Paid user acquisition an arms race, says Triple Town dev
DICE 2013 Video: Mobile devs increasingly need to buy their way into the best-seller charts, says Spry Fox CEO
The DICE Summit panel on disruption in the mobile game space featured representatives from Spry Fox, Halfbrick Games, and Backflip Studios, three companies that don't rely on the practice of paid user acquisition to turn their games into hits. But even though Spry Fox hasn't spent a dime on marketing its games or buying new users, CEO David Edery said it could become a fact of life in the industry.
"That's an arms race, and I don't want to be in an arms race. It's never fun," Edery said. However, he added, "At the end of the day, I can't ignore the fact that the odds of me getting a game in the top 20 on any of these mobile charts is very near to zero if I don't do paid user acquisition."
To this point, SpryFox has relied on other ways of getting noticed. The company has used its contacts within Amazon, Google, and Apple to get their products featured placement on their storefronts, and the way the company makes games has also helped. Edery said SpryFox focuses on making a fun and unusual game for a niche market, as there are so many mobile devices on the market, even a niche audience could be hugely profitable.
"If a developer is making just taking the 10th clone or the 1000th clone of a popular game, the only way to beat those guys is to spend a little more on user acquisition," Edery said, "but that's not what gets me out of bed in the morning."

This is an aspect of mobile game marketing that I really don't like.
Basically there are a number of mechanics by which you can buy individual players.
Then if your cost of acquisition is 0.00000001p less than your ARPU then you are in the money. Just open the taps and throw lots of budget at the mechanics.

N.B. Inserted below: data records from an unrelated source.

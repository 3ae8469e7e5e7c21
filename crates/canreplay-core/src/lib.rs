//! # canreplay Core Library
//!
//! Core functionality for replaying captured CAN bus logs over an
//! SLCAN-compatible serial adapter.
//!
//! This library provides:
//! - Vendor CSV capture log parsing
//! - Original inter-frame timing reproduction (pacing)
//! - SLCAN serial transport with explicit open/closed state
//! - A replay driver that sequences the three over one log file
//!
//! From the bus's perspective the emitted traffic is indistinguishable
//! from a live vehicle; downstream listeners need not know the frames
//! came from a log.
//!
//! ## Example
//!
//! ```rust,ignore
//! use canreplay_core::replay::{CancelToken, ReplayDriver};
//! use canreplay_core::transport::{SlcanTransport, TransportConfig};
//! use std::fs::File;
//! use std::io::BufReader;
//!
//! let config = TransportConfig {
//!     port_name: "/dev/ttyACM0".into(),
//!     ..Default::default()
//! };
//! let transport = SlcanTransport::new(config);
//! let mut driver = ReplayDriver::new(transport, CancelToken::new());
//!
//! let log = BufReader::new(File::open("capture.csv")?);
//! let summary = driver.run(log)?;
//! println!("sent {} frames", summary.frames_sent);
//! ```

#![warn(missing_docs)]

pub mod log;
pub mod replay;
pub mod transport;

/// Re-export commonly used types
pub mod prelude {
    pub use crate::log::{LogReader, LogRecord, ParseError};
    pub use crate::replay::{
        CancelToken, ReplayDriver, ReplayError, ReplayOutcome, ReplaySummary,
    };
    pub use crate::transport::{FrameSink, SlcanTransport, TransportConfig, TransportError};
}

/// Library version
pub const VERSION: &str = env!("CARGO_PKG_VERSION");
//! Replay Engine
//!
//! Sequences parser, pacing scheduler, and transport over the lifetime
//! of one log file.

mod driver;
mod pacing;

pub use driver::{DriverState, ReplayDriver, ReplayError};
pub use pacing::{wait_before, OVERHEAD};

use serde::{Deserialize, Serialize};
use std::fmt;
use std::sync::atomic::{AtomicBool, Ordering};
use std::sync::Arc;

/// Cooperative cancellation flag shared between the replay thread and
/// whoever observes the operator interrupt.
#[derive(Debug, Clone, Default)]
pub struct CancelToken {
    flag: Arc<AtomicBool>,
}

impl CancelToken {
    /// Create a fresh, uncancelled token.
    pub fn new() -> Self {
        Self::default()
    }

    /// Request cancellation. Irrevocable for the current run.
    pub fn cancel(&self) {
        self.flag.store(true, Ordering::Relaxed);
    }

    /// Whether cancellation has been requested.
    pub fn is_cancelled(&self) -> bool {
        self.flag.load(Ordering::Relaxed)
    }
}

/// How a replay run terminated.
///
/// Cancellation is a first-class outcome, not an error, and is kept
/// distinct from transport fatality so the operator can tell an
/// interrupt from a dead adapter.
#[derive(Debug, Clone, Copy, PartialEq, Eq, Serialize, Deserialize)]
#[serde(rename_all = "snake_case")]
pub enum ReplayOutcome {
    /// Log fully consumed, transport drained
    Completed,
    /// Operator interrupt observed mid-run
    Cancelled,
    /// Unrecoverable transport failure mid-run
    TransportFailed,
}

impl fmt::Display for ReplayOutcome {
    fn fmt(&self, f: &mut fmt::Formatter<'_>) -> fmt::Result {
        match self {
            ReplayOutcome::Completed => write!(f, "completed"),
            ReplayOutcome::Cancelled => write!(f, "cancelled"),
            ReplayOutcome::TransportFailed => write!(f, "transport failure"),
        }
    }
}

/// End-of-run report. Always carries both counters, whatever the
/// termination path.
#[derive(Debug, Clone, Copy, PartialEq, Eq, Serialize, Deserialize)]
pub struct ReplaySummary {
    /// Frames successfully handed to the bus
    pub frames_sent: u64,
    /// Records rejected at parse time or by a recoverable send error
    pub frames_rejected: u64,
    /// Termination reason
    pub outcome: ReplayOutcome,
}

impl ReplaySummary {
    /// Whether the run drained the whole log.
    pub fn succeeded(&self) -> bool {
        self.outcome == ReplayOutcome::Completed
    }
}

The thing about these mechanics is that they are bought by auction, like Google ad words. And the cost has been creeping up. Worse, at key times the big publishers muscle in and pay silly prices just to block their competition. You get an escalating bidding war that bears no relationship to the value of the players thus bought.
Far better to make a game which is fundamentally compelling then to build a community and a brand. This way you get a higher quality of player. You get stickiness and virality. But it takes skill and hard work.
Paying for players still has uses. Populating a new social game so arriving players have opponents, for instance. Or buying chart position in a small country that will the spill over into other countries.
The fundamental problem is visibility on the Apple App Store. It was never designed for three quarters of a million apps. There is much that could be done to make this work better, something that Apple are obviously well aware of.